Rechtspraak
werkgeefster/werknemer
Werknemer is sinds 1989 in dienst van werkgeefster, laatstelijk in de functie van Medewerker Guest Relations. Besloten is om het kantoor waar werknemer werkzaam is te sluiten, als gevolg waarvan zijn functie is komen te vervallen. Op de reorganisatie is een sociaal plan uit 2003 van toepassing, dat tot stand is gekomen met representatieve vakbonden. Werkgeefster heeft werknemer een vaststellingsovereenkomst voorgelegd, waarbij in afwijking van het sociaal plan een 'aftoppingsregeling' wordt toegepast. Werknemer heeft niet met de vaststellingsovereenkomst ingestemd. Thans verzoekt werkgeefster ontbinding van de arbeidsovereenkomst wegens verandering in omstandigheden onder toekenning van een vergoeding waarbij de aftoppingsregeling wordt toegepast.

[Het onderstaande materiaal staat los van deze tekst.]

//! IPC (Inter-Process Communication) via Unix sockets
//!
//! Provides message-based communication between the panel/CLI and the
//! backend daemon. Uses length-prefixed JSON over Unix domain sockets.

use anyhow::{anyhow, Context, Result};
use serde::de::DeserializeOwned;
use serde::Serialize;
use std::path::{Path, PathBuf};
use std::time::Duration;
use tokio::io::{AsyncRead, AsyncReadExt, AsyncWrite, AsyncWriteExt};
use tokio::net::{UnixListener, UnixStream};
use tracing::debug;

mod bridge;
mod messages;
pub use bridge::{Bridge, BridgeError, SocketBridge};
pub use messages::{BackendRequest, BackendResponse, Invocation, UpdateReport};

use crate::constants::ipc::{CONNECT_TIMEOUT_MS, MAX_MESSAGE_SIZE};

/// Client connection to the backend daemon
pub struct BackendClient {
    stream: UnixStream,
}

impl BackendClient {
    /// Connect to a specific socket path
    pub async fn connect_to(path: &Path) -> Result<Self> {
        let stream = tokio::time::timeout(
            Duration::from_millis(CONNECT_TIMEOUT_MS),
            UnixStream::connect(path),
        )
        .await
        .map_err(|_| anyhow!("Timed out connecting to backend at {}", path.display()))?
        .with_context(|| format!("Failed to connect to backend at {}", path.display()))?;
        Ok(Self { stream })
    }

    /// Send request to the backend
    pub async fn send_request(&mut self, req: &BackendRequest) -> Result<()> {
        write_message(&mut self.stream, req).await
    }

    /// Receive response from the backend
    pub async fn recv_response(&mut self) -> Result<BackendResponse> {
        read_message(&mut self.stream).await
    }

    /// Send request and wait for response (convenience method)
    pub async fn request(&mut self, req: BackendRequest) -> Result<BackendResponse> {
        self.send_request(&req).await?;
        self.recv_response().await
    }
}

/// Server listener for the backend daemon
pub struct BackendServer {
    listener: UnixListener,
    socket_path: PathBuf,
}

impl BackendServer {
    /// Create server and bind to a specific socket path
    pub fn bind_to(socket_path: PathBuf, mode: u32) -> Result<Self> {
        // Create directory if needed
        if let Some(parent) = socket_path.parent() {
            std::fs::create_dir_all(parent)
                .context(format!("Failed to create socket directory: {}", parent.display()))?;
        }

        // Remove stale socket if exists
        if socket_path.exists() {
            std::fs::remove_file(&socket_path)
                .context(format!("Failed to remove stale socket: {}", socket_path.display()))?;
        }

        let listener = UnixListener::bind(&socket_path)
            .context(format!("Failed to bind socket at {}", socket_path.display()))?;

        {
            use std::os::unix::fs::PermissionsExt;
            std::fs::set_permissions(&socket_path, std::fs::Permissions::from_mode(mode))
                .context("Failed to set socket permissions")?;
        }

        Ok(Self {
            listener,
            socket_path,
        })
    }

    /// Accept incoming connection
    pub async fn accept(&self) -> Result<UnixStream> {
        let (stream, _addr) = self
            .listener
            .accept()
            .await
            .context("Failed to accept IPC connection")?;
        Ok(stream)
    }

    /// Get socket path
    pub fn path(&self) -> &Path {
        &self.socket_path
    }
}

impl Drop for BackendServer {
    fn drop(&mut self) {
        // Clean up socket file
        let _ = std::fs::remove_file(&self.socket_path);
    }
}

/// Write length-prefixed message to stream
pub(crate) async fn write_message<W, T>(stream: &mut W, msg: &T) -> Result<()>
where
    W: AsyncWrite + Unpin,
    T: Serialize,
{
    let json = serde_json::to_vec(msg).context("Failed to serialize message to JSON")?;
    if json.len() > MAX_MESSAGE_SIZE {
        return Err(anyhow!("Message too large: {} bytes (max: {})", json.len(), MAX_MESSAGE_SIZE));
    }

    // Write length prefix (u32 little-endian)
    let len = json.len() as u32;
    stream
        .write_all(&len.to_le_bytes())
        .await
        .context("Failed to write message length")?;

    stream
        .write_all(&json)
        .await
        .context("Failed to write message payload")?;

    stream.flush().await.context("Failed to flush stream")?;

    Ok(())
}

/// Read length-prefixed message; `None` when the peer closed the stream cleanly
pub(crate) async fn read_frame<R, T>(stream: &mut R) -> Result<Option<T>>
where
    R: AsyncRead + Unpin,
    T: DeserializeOwned,
{
    let mut len_buf = [0u8; 4];
    match stream.read_exact(&mut len_buf).await {
        Ok(_) => {}
        Err(e) if e.kind() == std::io::ErrorKind::UnexpectedEof => {
            debug!("Peer closed IPC stream");
            return Ok(None);
        }
        Err(e) => return Err(e).context("Failed to read message length"),
    }
    let len = u32::from_le_bytes(len_buf) as usize;

    // Sanity check (prevent DoS via huge allocation)
    if len > MAX_MESSAGE_SIZE {
        return Err(anyhow!("Message too large: {} bytes (max: {})", len, MAX_MESSAGE_SIZE));
    }

    let mut json_buf = vec![0u8; len];
    stream
        .read_exact(&mut json_buf)
        .await
        .context("Failed to read message payload")?;

    serde_json::from_slice(&json_buf)
        .map(Some)
        .context("Failed to deserialize message from JSON")
}

/// Read length-prefixed message, treating end of stream as an error
pub(crate) async fn read_message<R, T>(stream: &mut R) -> Result<T>
where
    R: AsyncRead + Unpin,
    T: DeserializeOwned,
{
    read_frame(stream)
        .await?
        .ok_or_else(|| anyhow!("Connection closed before a message arrived"))
}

De kantonrechter oordeelt als volgt. Op basis van vaste jurisprudentie dient een sociaal plan conform de cao-norm te worden uitgelegd. Dit betekent dat in beginsel dient te worden aangesloten bij de letterlijke tekst van het plan en eventueel de daarbij horende toelichting. De stelling van werkgeefster dat (daarom) moet worden aangesloten bij de bedoelingen van partijen en dat – als gevolg daarvan – moet worden geoordeeld dat de bedoeling van het sociaal plan is geweest dat werknemers die met een ontslag worden geconfronteerd niet in een betere positie kunnen worden gebracht dan wanneer zij zouden blijven werken, wordt niet gevolgd. Er zijn weliswaar mogelijkheden voor afwijking van een sociaal plan, zoals opgenomen in dit sociaal plan onder artikel 1.3 en in Aanbeveling 3.6, maar deze verwijzen naar een onbillijke situatie dan wel een evident onbillijke uitkomst voor de betrokken werknemer en de mogelijkheid tot afwijking ten gunste van deze werknemer. In het onderhavige geval bestaat geen aanleiding het beroep op de redelijkheid en billijkheid te honoreren. De enkele omstandigheid dat de hoogte van de vergoeding conform het sociaal plan in bepaalde gevallen de bedoeling van werkgeefster ten aanzien van het sociaal plan overstijgt en daarmee voorbij gaat aan de aanbevelingen zoals die zijn gedaan door de kring van kantonrechters, is onvoldoende om afwijking van een sociaal plan (overeengekomen met representatieve vakbonden) ten nadele van de werknemer te rechtvaardigen. Er wordt een vergoeding conform het sociaal plan (exclusief aftoppingsregeling) van € 99.224,58 bruto toegekend.